▸ Activity: Your response should reproduce every line of the entries that contains the word "ranks".
[Data — start]
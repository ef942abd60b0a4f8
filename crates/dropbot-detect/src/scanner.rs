//! Candidate discovery and ranking
//!
//! A discovery pass asks the [`PortEnumerator`] for every port once, keeps
//! the ones serving the expected device and ranks them: highest firmware
//! version first, ties going to the lowest port name (`COM1` before `COM2`).

use std::cmp::Ordering;
use std::time::Duration;

use async_trait::async_trait;
use dropbot_protocol::{Version, DEVICE_NAME};
use tracing::{debug, info};

use crate::error::DetectError;

/// One row of a port listing
#[derive(Debug, Clone, PartialEq, Eq)]
pub struct PortEntry {
    /// Port name (e.g., /dev/ttyACM0, COM3)
    pub port: String,
    /// Device identity reported on this port, if any
    pub device_name: Option<String>,
    /// Firmware version reported on this port, if any
    pub version: Option<Version>,
}

impl PortEntry {
    /// Entry for a port that identified itself
    pub fn identified(port: impl Into<String>, device_name: impl Into<String>, version: Version) -> Self {
        Self {
            port: port.into(),
            device_name: Some(device_name.into()),
            version: Some(version),
        }
    }

    /// Entry for a port that did not answer an identity query
    pub fn unidentified(port: impl Into<String>) -> Self {
        Self {
            port: port.into(),
            device_name: None,
            version: None,
        }
    }
}

/// A port serving the expected device
#[derive(Debug, Clone, PartialEq, Eq)]
pub struct DeviceCandidate {
    /// Port name
    pub port: String,
    /// Reported device identity
    pub device_name: String,
    /// Reported firmware version
    pub version: Version,
}

impl DeviceCandidate {
    /// Ranking order: higher version first, then lower port name
    pub fn rank(&self, other: &Self) -> Ordering {
        other
            .version
            .cmp(&self.version)
            .then_with(|| self.port.cmp(&other.port))
    }
}

/// Lists ports together with the identity of the device behind each one
#[async_trait]
pub trait PortEnumerator: Send + Sync {
    /// List ports, spending at most `timeout` on each identity query
    async fn list(&self, timeout: Duration) -> Result<Vec<PortEntry>, DetectError>;
}

/// Finds and ranks ports serving the expected device
pub struct PortScanner {
    enumerator: Box<dyn PortEnumerator>,
    device_name: String,
}

impl PortScanner {
    /// Create a scanner looking for DropBot devices
    pub fn new(enumerator: Box<dyn PortEnumerator>) -> Self {
        Self::with_device_name(enumerator, DEVICE_NAME)
    }

    /// Create a scanner looking for a custom device identity
    pub fn with_device_name(enumerator: Box<dyn PortEnumerator>, device_name: impl Into<String>) -> Self {
        Self {
            enumerator,
            device_name: device_name.into(),
        }
    }

    /// Device identity this scanner keeps
    pub fn device_name(&self) -> &str {
        &self.device_name
    }

    /// Run one discovery pass
    ///
    /// Never fails: an enumeration error is logged and yields no candidates.
    pub async fn discover(&self, timeout: Duration) -> Vec<DeviceCandidate> {
        let entries = match self.enumerator.list(timeout).await {
            Ok(entries) => entries,
            Err(e) => {
                debug!("Port enumeration failed: {}", e);
                return Vec::new();
            }
        };

        let candidates: Vec<_> = entries
            .into_iter()
            .filter_map(|entry| self.to_candidate(entry))
            .collect();

        if !candidates.is_empty() {
            debug!(
                "Found {} {} port(s): {:?}",
                candidates.len(),
                self.device_name,
                candidates.iter().map(|c| c.port.as_str()).collect::<Vec<_>>()
            );
        }

        candidates
    }

    /// Pick the best candidate
    pub fn select(&self, candidates: Vec<DeviceCandidate>) -> Result<DeviceCandidate, DetectError> {
        candidates
            .into_iter()
            .min_by(DeviceCandidate::rank)
            .ok_or_else(|| DetectError::NoCandidates(self.device_name.clone()))
    }

    /// Discover and select in one step
    pub async fn find(&self, timeout: Duration) -> Result<DeviceCandidate, DetectError> {
        let candidate = self.select(self.discover(timeout).await)?;
        info!(
            "Selected {} on {} (firmware v{})",
            candidate.device_name, candidate.port, candidate.version
        );
        Ok(candidate)
    }

    fn to_candidate(&self, entry: PortEntry) -> Option<DeviceCandidate> {
        match (entry.device_name, entry.version) {
            (Some(name), Some(version)) if name == self.device_name => Some(DeviceCandidate {
                port: entry.port,
                device_name: name,
                version,
            }),
            _ => None,
        }
    }
}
[Data — finish]
▸ Your response:
//! the ones serving the expected device and ranks them: highest firmware
/// Finds and ranks ports serving the expected device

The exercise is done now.